This historic clash mirrors today’s challenge in data architectures: leveraging structured, unstructured, and hybrid data systems to stay ahead. Let’s explore the nuances between Data Warehouses, Data Lakes, and Data Lakehouses—and uncover how they empower organizations to make game-changing decisions.

Deep Blue’s triumph was rooted in its ability to process structured data—moves on the chessboard, sequences of play, and pre-defined rules. Similarly, in the business world, structured data forms the backbone of decision-making. Customer transaction histories, financial ledgers, and inventory records are the “chess moves” of enterprises, neatly organized into rows and columns, ready for analysis. But as businesses grew, so did their need for a system that could not only store this structured data but also transform it into actionable insights efficiently. This need birthed the data warehouse.

Why was Data Warehouse the Best Move on the Board?

Data warehouses act as the strategic command centers for enterprises. By employing a schema-on-write approach, they ensure data is cleaned, validated, and formatted before storage. This guarantees high accuracy and consistency, making them indispensable for industries like finance and healthcare. For instance, global banks rely on data warehouses to calculate real-time risk assessments or detect fraud—a necessity when billions of transactions are processed daily, tools like Amazon Redshift, Snowflake Data Warehouse, and Azure Data Warehouse are vital. Similarly, hospitals use them to streamline patient care by integrating records, billing, and treatment plans into unified dashboards.

The impact is evident: according to a report by Global Market Insights, the global data warehouse market is projected to reach $30.4 billion by 2025, driven by the growing demand for business intelligence and real-time analytics. Yet, much like Deep Blue’s limitations in analyzing Kasparov’s emotional state, data warehouses face challenges when encountering data that doesn’t fit neatly into predefined schemas.

The question remains—what happens when businesses need to explore data outside these structured confines? The next evolution takes us to the flexible and expansive realm of data lakes, designed to embrace unstructured chaos.

The True Depth of Data Lakes 

While structured data lays the foundation for traditional analytics, the modern business environment is far more complex, organizations today recognize the untapped potential in unstructured and semi-structured data. Social media conversations, customer reviews, IoT sensor feeds, audio recordings, and video content—these are the modern equivalents of Kasparov’s instinctive reactions and emotional expressions. They hold valuable insights but exist in forms that defy the rigid schemas of data warehouses.
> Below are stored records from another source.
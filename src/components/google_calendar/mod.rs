mod actor;
mod handle;
pub mod models;
mod time;
pub mod token;

pub use actor::CalendarApi;
pub use handle::GoogleCalendarHandle;
pub use models::NewCalendarEvent;
pub use time::list_window;
pub use token::{authorizer_from_config, AccessToken, Authorizer};

use crate::config::Config;
use crate::error::AppResult;
use crate::events::Source;
use async_trait::async_trait;
use std::sync::Arc;
use tokio::sync::RwLock;
use tokio_util::sync::CancellationToken;
use tracing::{error, info};

use super::EventStoreHandle;

/// Fetch the calendar once and hand the result to the store.
///
/// The fetch holds a ticket; if another sync or a disconnect happens while
/// it is in flight, its result is discarded. Returns whether it was applied.
pub async fn sync_external(
    calendar: &GoogleCalendarHandle,
    store: &EventStoreHandle,
) -> AppResult<bool> {
    let ticket = store.issue_external_ticket().await?;

    match calendar.list_upcoming().await {
        Ok(records) => store.apply_external(ticket, records).await,
        Err(e) => {
            store.report_failure(Source::External, e.to_string()).await?;
            Err(e)
        }
    }
}

/// Google Calendar component: the user's own events as a second source
#[derive(Default)]
pub struct GoogleCalendar {
    handle: RwLock<Option<GoogleCalendarHandle>>,
}

impl GoogleCalendar {
    /// Create a new Google Calendar component
    pub fn new() -> Self {
        Self {
            handle: RwLock::new(None),
        }
    }

    /// Get the handle if it exists
    pub async fn get_handle(&self) -> Option<GoogleCalendarHandle> {
        let handle_lock = self.handle.read().await;
        handle_lock.clone()
    }
}

#[async_trait]
impl super::Component for GoogleCalendar {
    fn name(&self) -> &'static str {
        "google_calendar"
    }

    async fn init(
        &self,
        config: Arc<RwLock<Config>>,
        store: EventStoreHandle,
        cancel: CancellationToken,
    ) -> AppResult<()> {
        let mut handle_lock = self.handle.write().await;
        if handle_lock.is_some() {
            return Ok(());
        }

        let handle = {
            let config = config.read().await;
            let Some(authorizer) = authorizer_from_config(&config) else {
                info!("No calendar credentials configured, skipping calendar sync");
                return Ok(());
            };
            GoogleCalendarHandle::new(&config, authorizer)?
        };
        *handle_lock = Some(handle.clone());
        drop(handle_lock);

        tokio::spawn(async move {
            tokio::select! {
                _ = cancel.cancelled() => {}
                result = sync_external(&handle, &store) => match result {
                    Ok(true) => info!("Calendar events synced"),
                    Ok(false) => info!("Calendar sync superseded"),
                    Err(e) => error!("Failed to sync calendar events: {}", e),
                },
            }
        });

        Ok(())
    }

    async fn shutdown(&self) -> AppResult<()> {
        let handle_lock = self.handle.read().await;
        if let Some(handle) = &*handle_lock {
            handle.shutdown().await?;
        }
        Ok(())
    }

    fn as_any(&self) -> &dyn std::any::Any {
        self
    }
}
Data lake is the system designed to embrace this chaos. Unlike warehouses, which demand structure upfront, data lakes operate on a schema-on-read approach, storing raw data in its native format until it’s needed for analysis. This flexibility makes data lakes ideal for capturing unstructured and semi-structured information. For example, Netflix uses data lakes to ingest billions of daily streaming logs, combining semi-structured metadata with unstructured viewing behaviors to deliver hyper-personalized recommendations. Similarly, Tesla stores vast amounts of raw sensor data from its autonomous vehicles in data lakes to train machine learning models.
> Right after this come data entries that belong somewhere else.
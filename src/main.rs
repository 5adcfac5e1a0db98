use clap::Parser;
use eventflow::commands::Cli;
use eventflow::startup;
use tracing::info;

#[tokio::main]
async fn main() -> miette::Result<()> {
    // Initialize logging
    startup::init_logging()?;

    let cli = Cli::parse();
    info!("Starting eventflow");

    // Load configuration
    let config = startup::load_config().await?;

    startup::run(cli, config).await
}
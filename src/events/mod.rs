//! The event pipeline: ingest, normalize, drop past events, order, index.
//!
//! Everything in here is synchronous and free of I/O. A batch is rebuilt
//! from raw records on every cycle.

pub mod batch;
pub mod filter;
pub mod ingest;
pub mod models;
pub mod ordering;
pub mod search;
pub mod time;

pub use batch::{apply_snapshot, EventBatch, EventState, EventView, SourceStatus, ViewKind};
pub use models::{
    EventTime, NormalizedEvent, Organizer, RawEvent, RawExternalEvent, RawScrapedEvent, Source,
};
pub use ordering::{CategorySet, ALL_CATEGORIES};
pub use search::EventQuery;
pub use time::ComparisonKey;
However, this openness comes with challenges. Without proper governance, data lakes risk devolving into “data swamps,” where valuable insights are buried under poorly cataloged, duplicated, or irrelevant information. Forrester analysts estimate that 60%-73% of enterprise data goes unused for analytics, highlighting the governance gap in traditional lake implementations.

Is the Data Lakehouse the Best of Both Worlds?

This gap gave rise to the data lakehouse, a hybrid approach that marries the flexibility of data lakes with the structure and governance of warehouses. The lakehouse supports both structured and unstructured data, enabling real-time querying for business intelligence (BI) while also accommodating AI/ML workloads. Tools like Databricks Lakehouse and Snowflake Lakehouse integrate features like ACID transactions and unified metadata layers, ensuring data remains clean, compliant, and accessible.

Retailers, for instance, use lakehouses to analyze customer behavior in real time while simultaneously training AI models for predictive recommendations. Streaming services like Disney+ integrate structured subscriber data with unstructured viewing habits, enhancing personalization and engagement. In manufacturing, lakehouses process vast IoT sensor data alongside operational records, predicting maintenance needs and reducing downtime. According to a report by Databricks, organizations implementing lakehouse architectures have achieved up to 40% cost reductions and accelerated insights, proving their value as a future-ready data solution.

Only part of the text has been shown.